> Task:
Report each line of the data below in which "found" appears.

> The input:

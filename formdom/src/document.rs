//! Flattened, queryable element tree.

use std::collections::HashMap;
use std::ops::Index;

use log::trace;

use crate::element::Element;
use crate::selector::{SelectorError, SelectorList};

/// Index of a node inside a [`Document`].
///
/// Ids are assigned in document (pre-order) order, so comparing two ids
/// compares their position in the tree.
#[derive(Debug, Clone, Copy, PartialEq, Eq, PartialOrd, Ord, Hash)]
pub struct NodeId(usize);

impl NodeId {
    pub fn index(self) -> usize {
        self.0
    }
}

/// A single element of a [`Document`], detached from its children.
#[derive(Debug, Clone)]
pub struct Node {
    pub tag: String,
    pub id: Option<String>,
    pub classes: Vec<String>,
    pub attrs: HashMap<String, String>,
    pub value: Option<String>,
    pub checked: bool,
    pub selected: bool,
    pub parent: Option<NodeId>,
    pub children: Vec<NodeId>,
}

impl Node {
    pub fn has_class(&self, class: &str) -> bool {
        self.classes.iter().any(|c| c == class)
    }

    /// Look up an attribute the way a selector sees it.
    ///
    /// `id`, `class` and `value` are served from the dedicated fields.
    pub fn attribute(&self, name: &str) -> Option<String> {
        match name {
            "id" => self.id.clone(),
            "class" if !self.classes.is_empty() => Some(self.classes.join(" ")),
            "value" => self.value.clone().or_else(|| self.attrs.get(name).cloned()),
            _ => self.attrs.get(name).cloned(),
        }
    }

    pub fn kind(&self) -> Option<&str> {
        self.attrs.get("type").map(String::as_str)
    }

    /// Checked state as the `:checked` pseudo-class sees it: checked
    /// checkbox/radio inputs and selected options.
    pub fn is_checked(&self) -> bool {
        match self.tag.as_str() {
            "input" => self.is_checkable() && self.checked,
            "option" => self.selected,
            _ => false,
        }
    }

    fn is_checkable(&self) -> bool {
        self.tag == "input" && matches!(self.kind(), Some("checkbox") | Some("radio"))
    }
}

/// An element tree flattened into an arena for selector queries.
#[derive(Debug, Clone)]
pub struct Document {
    nodes: Vec<Node>,
}

impl Document {
    pub fn new(root: Element) -> Self {
        let mut nodes = Vec::new();
        push_node(&mut nodes, root, None);
        Self { nodes }
    }

    pub fn root(&self) -> NodeId {
        NodeId(0)
    }

    pub fn len(&self) -> usize {
        self.nodes.len()
    }

    pub fn is_empty(&self) -> bool {
        self.nodes.is_empty()
    }

    pub fn get(&self, id: NodeId) -> Option<&Node> {
        self.nodes.get(id.0)
    }

    /// All nodes in document order.
    pub fn iter(&self) -> impl Iterator<Item = (NodeId, &Node)> {
        self.nodes.iter().enumerate().map(|(i, n)| (NodeId(i), n))
    }

    pub fn by_id(&self, id: &str) -> Option<NodeId> {
        self.iter()
            .find(|(_, node)| node.id.as_deref() == Some(id))
            .map(|(node_id, _)| node_id)
    }

    /// All nodes matching `selector`, in document order and without duplicates.
    pub fn query_selector_all(&self, selector: &str) -> Result<Vec<NodeId>, SelectorError> {
        let selector = SelectorList::parse(selector)?;
        Ok(self.select(&selector))
    }

    pub fn query_selector(&self, selector: &str) -> Result<Option<NodeId>, SelectorError> {
        Ok(self.query_selector_all(selector)?.into_iter().next())
    }

    /// Run an already parsed selector against the document.
    pub fn select(&self, selector: &SelectorList) -> Vec<NodeId> {
        let found: Vec<NodeId> = self
            .iter()
            .filter(|&(id, _)| selector.matches(self, id))
            .map(|(id, _)| id)
            .collect();
        trace!("selector matched {} of {} nodes", found.len(), self.len());
        found
    }

    /// The current value of a form control.
    ///
    /// Text controls report their value or an empty string. Checkable inputs
    /// without an explicit value report `"on"`. A `select` reports its first
    /// selected option, falling back to its first option. Elements that are
    /// not form controls have no value.
    pub fn value(&self, id: NodeId) -> Option<String> {
        let node = self.get(id)?;
        match node.tag.as_str() {
            "input" if node.is_checkable() => {
                Some(node.value.clone().unwrap_or_else(|| "on".to_string()))
            }
            "input" | "textarea" => Some(node.value.clone().unwrap_or_default()),
            "option" => node.value.clone(),
            "select" => {
                let options = self.options(id);
                options
                    .iter()
                    .find(|&&option| self[option].selected)
                    .or_else(|| options.first())
                    .and_then(|&option| self[option].value.clone())
            }
            _ => None,
        }
    }

    pub fn is_checked(&self, id: NodeId) -> bool {
        self.get(id).is_some_and(Node::is_checked)
    }

    /// Option descendants of a `select`, in document order.
    fn options(&self, select: NodeId) -> Vec<NodeId> {
        let mut found = Vec::new();
        let mut stack = vec![select];
        while let Some(current) = stack.pop() {
            for &child in self[current].children.iter().rev() {
                if self[child].tag == "option" {
                    found.push(child);
                } else {
                    stack.push(child);
                }
            }
        }
        found.sort();
        found
    }
}

impl Index<NodeId> for Document {
    type Output = Node;

    fn index(&self, id: NodeId) -> &Node {
        &self.nodes[id.0]
    }
}

impl From<Element> for Document {
    fn from(root: Element) -> Self {
        Self::new(root)
    }
}

fn push_node(nodes: &mut Vec<Node>, element: Element, parent: Option<NodeId>) -> NodeId {
    let Element {
        tag,
        id,
        classes,
        attrs,
        value,
        checked,
        selected,
        children,
    } = element;

    let node_id = NodeId(nodes.len());
    nodes.push(Node {
        tag: tag.to_ascii_lowercase(),
        id,
        classes,
        attrs,
        value,
        checked,
        selected,
        parent,
        children: Vec::with_capacity(children.len()),
    });

    for child in children {
        let child_id = push_node(nodes, child, Some(node_id));
        nodes[node_id.0].children.push(child_id);
    }

    node_id
}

> Output of the exercise:
        let found: Vec<NodeId> = self
        trace!("selector matched {} of {} nodes", found.len(), self.len());
        found
        let mut found = Vec::new();
                    found.push(child);
        found.sort();
        found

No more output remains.